From the listing below, copy each line where "parsing" occurs.

[Provided material]

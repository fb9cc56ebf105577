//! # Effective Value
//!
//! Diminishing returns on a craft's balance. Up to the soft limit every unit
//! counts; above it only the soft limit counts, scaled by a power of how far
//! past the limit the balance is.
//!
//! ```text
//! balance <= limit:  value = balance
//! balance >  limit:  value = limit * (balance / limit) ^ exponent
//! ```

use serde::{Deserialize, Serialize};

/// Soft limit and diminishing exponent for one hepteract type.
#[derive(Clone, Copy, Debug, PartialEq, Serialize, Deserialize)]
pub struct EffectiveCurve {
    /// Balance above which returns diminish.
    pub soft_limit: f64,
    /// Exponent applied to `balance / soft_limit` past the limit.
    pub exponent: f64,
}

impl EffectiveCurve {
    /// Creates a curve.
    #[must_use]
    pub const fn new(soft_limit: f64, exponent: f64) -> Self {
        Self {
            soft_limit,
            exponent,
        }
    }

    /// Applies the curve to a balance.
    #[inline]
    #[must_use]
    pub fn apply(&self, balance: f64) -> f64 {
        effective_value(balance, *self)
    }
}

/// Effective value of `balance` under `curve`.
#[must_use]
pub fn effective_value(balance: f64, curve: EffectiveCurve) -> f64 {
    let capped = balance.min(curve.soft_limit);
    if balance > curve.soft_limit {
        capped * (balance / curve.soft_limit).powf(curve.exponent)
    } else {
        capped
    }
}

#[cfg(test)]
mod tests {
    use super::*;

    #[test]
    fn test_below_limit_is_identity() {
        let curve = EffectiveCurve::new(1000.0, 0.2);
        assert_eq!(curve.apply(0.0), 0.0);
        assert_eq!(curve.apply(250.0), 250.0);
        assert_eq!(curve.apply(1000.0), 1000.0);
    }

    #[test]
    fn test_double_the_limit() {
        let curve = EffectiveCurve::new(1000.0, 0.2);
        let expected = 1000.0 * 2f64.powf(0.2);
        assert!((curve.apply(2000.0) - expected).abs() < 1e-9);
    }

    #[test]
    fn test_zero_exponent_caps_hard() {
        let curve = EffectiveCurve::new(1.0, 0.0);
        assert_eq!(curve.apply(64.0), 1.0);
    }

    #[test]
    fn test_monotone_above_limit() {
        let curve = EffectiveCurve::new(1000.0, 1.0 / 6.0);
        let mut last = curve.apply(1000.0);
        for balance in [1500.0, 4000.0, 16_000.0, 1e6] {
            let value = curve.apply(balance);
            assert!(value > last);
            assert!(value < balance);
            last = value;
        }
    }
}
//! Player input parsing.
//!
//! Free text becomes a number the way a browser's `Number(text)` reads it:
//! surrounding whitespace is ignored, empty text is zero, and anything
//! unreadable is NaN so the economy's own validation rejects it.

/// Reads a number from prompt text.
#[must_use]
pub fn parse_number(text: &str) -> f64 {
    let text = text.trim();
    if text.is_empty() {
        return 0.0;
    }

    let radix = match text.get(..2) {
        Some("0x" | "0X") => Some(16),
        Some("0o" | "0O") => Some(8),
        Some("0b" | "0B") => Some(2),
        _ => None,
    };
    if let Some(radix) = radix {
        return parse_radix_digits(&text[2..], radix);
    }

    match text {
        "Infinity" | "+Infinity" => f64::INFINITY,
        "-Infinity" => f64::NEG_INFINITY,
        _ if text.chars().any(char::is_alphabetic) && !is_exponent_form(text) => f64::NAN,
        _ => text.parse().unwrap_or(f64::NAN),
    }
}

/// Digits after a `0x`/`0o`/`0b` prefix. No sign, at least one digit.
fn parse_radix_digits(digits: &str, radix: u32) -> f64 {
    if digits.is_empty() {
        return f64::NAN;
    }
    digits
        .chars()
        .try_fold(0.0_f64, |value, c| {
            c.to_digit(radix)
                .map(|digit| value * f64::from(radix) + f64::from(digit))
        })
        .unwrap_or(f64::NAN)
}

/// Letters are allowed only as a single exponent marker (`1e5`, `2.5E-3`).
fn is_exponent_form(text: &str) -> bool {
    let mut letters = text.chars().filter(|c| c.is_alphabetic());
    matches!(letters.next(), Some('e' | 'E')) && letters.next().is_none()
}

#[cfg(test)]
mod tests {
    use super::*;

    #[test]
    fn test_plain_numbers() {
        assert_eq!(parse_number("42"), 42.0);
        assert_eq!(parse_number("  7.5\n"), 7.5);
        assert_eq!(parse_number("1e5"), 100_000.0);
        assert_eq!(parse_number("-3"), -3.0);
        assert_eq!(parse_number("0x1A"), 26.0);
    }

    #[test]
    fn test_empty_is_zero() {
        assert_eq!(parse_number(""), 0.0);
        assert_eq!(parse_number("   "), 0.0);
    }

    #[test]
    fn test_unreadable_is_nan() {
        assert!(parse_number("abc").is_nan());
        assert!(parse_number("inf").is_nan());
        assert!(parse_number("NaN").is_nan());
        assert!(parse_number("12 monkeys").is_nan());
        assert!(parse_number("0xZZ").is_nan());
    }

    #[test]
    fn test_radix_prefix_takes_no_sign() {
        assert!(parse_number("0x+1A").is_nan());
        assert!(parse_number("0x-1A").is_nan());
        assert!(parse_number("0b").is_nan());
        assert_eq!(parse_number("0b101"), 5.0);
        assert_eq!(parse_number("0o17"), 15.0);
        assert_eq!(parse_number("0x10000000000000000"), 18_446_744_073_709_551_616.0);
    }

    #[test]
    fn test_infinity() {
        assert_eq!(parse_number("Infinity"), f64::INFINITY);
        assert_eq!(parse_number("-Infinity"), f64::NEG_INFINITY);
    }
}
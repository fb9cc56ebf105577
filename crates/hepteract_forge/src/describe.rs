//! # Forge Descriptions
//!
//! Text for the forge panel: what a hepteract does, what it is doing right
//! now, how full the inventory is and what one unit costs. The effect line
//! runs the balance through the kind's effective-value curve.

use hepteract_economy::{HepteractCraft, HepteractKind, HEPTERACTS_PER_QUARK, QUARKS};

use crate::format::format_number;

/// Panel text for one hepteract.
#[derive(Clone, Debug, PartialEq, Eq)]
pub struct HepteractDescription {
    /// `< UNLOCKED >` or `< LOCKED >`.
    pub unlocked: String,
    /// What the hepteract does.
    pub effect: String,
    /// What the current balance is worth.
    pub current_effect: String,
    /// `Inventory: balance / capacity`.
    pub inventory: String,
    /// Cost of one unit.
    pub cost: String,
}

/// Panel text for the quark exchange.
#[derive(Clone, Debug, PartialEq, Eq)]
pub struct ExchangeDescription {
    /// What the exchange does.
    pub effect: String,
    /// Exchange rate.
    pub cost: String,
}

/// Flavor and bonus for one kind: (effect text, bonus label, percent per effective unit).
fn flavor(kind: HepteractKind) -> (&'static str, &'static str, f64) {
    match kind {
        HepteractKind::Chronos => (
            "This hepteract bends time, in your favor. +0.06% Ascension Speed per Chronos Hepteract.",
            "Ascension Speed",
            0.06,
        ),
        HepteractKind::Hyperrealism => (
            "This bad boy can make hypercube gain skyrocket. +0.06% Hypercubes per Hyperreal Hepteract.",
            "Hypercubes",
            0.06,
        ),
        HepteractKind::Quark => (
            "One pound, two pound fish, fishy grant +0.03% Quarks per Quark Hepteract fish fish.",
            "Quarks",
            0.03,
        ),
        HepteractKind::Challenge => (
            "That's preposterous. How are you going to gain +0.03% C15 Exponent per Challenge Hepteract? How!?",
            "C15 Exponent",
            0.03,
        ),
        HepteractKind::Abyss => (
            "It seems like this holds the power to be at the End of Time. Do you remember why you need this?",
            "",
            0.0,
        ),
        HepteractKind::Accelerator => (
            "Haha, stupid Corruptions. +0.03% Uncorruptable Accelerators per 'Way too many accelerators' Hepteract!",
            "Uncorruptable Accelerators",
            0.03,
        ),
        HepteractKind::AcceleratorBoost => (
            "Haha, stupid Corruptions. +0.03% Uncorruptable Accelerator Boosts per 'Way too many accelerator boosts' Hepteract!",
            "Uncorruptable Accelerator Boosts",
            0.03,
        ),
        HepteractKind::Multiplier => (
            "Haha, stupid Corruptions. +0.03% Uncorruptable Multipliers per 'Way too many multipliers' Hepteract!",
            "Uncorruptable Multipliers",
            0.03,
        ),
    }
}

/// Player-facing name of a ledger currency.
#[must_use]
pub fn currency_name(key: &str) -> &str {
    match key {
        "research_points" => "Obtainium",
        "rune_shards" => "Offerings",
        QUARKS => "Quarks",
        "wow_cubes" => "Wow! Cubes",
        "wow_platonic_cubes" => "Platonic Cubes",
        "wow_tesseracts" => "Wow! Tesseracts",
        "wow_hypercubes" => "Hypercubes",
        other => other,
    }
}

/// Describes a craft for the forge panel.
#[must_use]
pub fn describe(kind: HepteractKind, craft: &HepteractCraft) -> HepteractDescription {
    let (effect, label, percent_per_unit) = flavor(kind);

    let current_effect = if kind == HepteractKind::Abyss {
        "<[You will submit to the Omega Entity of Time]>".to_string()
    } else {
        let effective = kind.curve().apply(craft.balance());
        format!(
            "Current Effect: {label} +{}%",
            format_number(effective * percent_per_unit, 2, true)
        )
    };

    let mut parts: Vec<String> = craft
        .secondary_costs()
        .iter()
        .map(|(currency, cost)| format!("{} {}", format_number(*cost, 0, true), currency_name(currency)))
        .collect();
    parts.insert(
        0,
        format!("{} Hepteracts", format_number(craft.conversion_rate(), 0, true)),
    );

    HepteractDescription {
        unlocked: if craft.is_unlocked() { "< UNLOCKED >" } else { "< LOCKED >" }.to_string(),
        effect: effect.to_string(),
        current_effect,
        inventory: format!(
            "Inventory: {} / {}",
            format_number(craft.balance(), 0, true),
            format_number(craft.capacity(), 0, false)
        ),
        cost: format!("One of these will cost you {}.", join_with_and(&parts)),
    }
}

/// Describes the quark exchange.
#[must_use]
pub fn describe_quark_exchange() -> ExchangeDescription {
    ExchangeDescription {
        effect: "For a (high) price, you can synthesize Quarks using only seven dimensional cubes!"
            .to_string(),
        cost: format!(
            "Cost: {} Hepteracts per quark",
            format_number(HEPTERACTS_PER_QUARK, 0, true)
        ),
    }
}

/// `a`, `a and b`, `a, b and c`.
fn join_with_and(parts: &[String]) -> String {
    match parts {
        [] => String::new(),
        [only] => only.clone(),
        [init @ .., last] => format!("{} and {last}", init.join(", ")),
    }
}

[/Provided material]
[Provided material]

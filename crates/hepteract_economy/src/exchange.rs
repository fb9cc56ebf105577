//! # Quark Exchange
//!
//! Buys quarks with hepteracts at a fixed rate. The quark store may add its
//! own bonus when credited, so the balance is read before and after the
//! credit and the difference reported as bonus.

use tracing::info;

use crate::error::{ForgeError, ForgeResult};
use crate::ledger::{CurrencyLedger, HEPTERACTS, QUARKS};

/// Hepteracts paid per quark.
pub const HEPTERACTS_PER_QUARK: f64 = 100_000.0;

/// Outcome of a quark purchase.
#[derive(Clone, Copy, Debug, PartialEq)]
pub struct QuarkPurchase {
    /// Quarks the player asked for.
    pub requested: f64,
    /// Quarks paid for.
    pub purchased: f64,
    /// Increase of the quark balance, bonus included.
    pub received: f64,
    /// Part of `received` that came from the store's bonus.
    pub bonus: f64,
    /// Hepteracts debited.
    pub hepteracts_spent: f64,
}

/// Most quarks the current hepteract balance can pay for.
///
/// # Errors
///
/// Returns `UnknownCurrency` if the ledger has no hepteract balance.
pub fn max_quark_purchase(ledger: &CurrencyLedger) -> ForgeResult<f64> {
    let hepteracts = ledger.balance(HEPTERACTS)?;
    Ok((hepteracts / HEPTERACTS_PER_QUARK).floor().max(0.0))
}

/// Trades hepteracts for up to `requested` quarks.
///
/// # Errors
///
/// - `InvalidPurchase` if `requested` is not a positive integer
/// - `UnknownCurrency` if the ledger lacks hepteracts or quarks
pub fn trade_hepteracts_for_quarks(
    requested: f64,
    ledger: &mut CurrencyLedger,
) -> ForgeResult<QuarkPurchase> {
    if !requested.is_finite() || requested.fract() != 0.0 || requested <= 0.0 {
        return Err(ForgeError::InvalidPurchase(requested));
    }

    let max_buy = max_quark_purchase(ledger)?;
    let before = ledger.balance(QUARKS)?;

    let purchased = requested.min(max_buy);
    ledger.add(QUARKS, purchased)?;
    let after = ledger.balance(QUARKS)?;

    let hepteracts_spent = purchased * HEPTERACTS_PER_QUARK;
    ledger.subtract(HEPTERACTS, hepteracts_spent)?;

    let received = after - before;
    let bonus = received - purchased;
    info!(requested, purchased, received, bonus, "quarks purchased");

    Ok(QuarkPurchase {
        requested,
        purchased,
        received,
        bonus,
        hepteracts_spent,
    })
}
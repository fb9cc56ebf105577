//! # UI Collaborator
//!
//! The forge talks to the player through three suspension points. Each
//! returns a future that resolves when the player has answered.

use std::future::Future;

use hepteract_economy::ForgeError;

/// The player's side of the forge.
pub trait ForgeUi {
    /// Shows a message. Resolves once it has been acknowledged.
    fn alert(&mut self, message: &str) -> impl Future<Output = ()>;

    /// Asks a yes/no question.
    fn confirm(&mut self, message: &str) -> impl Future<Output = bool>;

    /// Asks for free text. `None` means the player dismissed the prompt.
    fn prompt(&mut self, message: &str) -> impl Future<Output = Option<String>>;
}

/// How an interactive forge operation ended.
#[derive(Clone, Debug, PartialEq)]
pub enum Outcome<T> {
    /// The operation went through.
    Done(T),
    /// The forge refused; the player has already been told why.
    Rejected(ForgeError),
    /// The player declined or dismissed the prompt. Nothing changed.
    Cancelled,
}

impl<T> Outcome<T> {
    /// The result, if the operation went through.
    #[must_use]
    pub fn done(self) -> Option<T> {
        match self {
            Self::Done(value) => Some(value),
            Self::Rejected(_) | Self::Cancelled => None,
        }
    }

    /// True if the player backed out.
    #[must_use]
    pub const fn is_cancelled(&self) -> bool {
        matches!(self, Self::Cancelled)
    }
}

[/Provided material]
[Provided material]

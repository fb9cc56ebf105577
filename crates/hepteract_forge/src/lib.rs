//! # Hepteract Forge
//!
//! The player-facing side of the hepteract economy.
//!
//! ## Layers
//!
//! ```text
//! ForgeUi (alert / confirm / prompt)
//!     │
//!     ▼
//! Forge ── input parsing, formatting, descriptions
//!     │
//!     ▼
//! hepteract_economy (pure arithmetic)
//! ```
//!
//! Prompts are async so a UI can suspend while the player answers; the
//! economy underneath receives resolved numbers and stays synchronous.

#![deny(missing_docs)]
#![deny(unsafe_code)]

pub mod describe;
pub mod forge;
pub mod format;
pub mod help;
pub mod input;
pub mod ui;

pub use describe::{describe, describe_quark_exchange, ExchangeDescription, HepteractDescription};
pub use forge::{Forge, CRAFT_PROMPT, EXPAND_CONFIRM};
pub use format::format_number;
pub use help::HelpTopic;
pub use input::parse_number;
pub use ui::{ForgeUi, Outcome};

[/Provided material]

Result for this task:
//! Player input parsing.
//! Forge ── input parsing, formatting, descriptions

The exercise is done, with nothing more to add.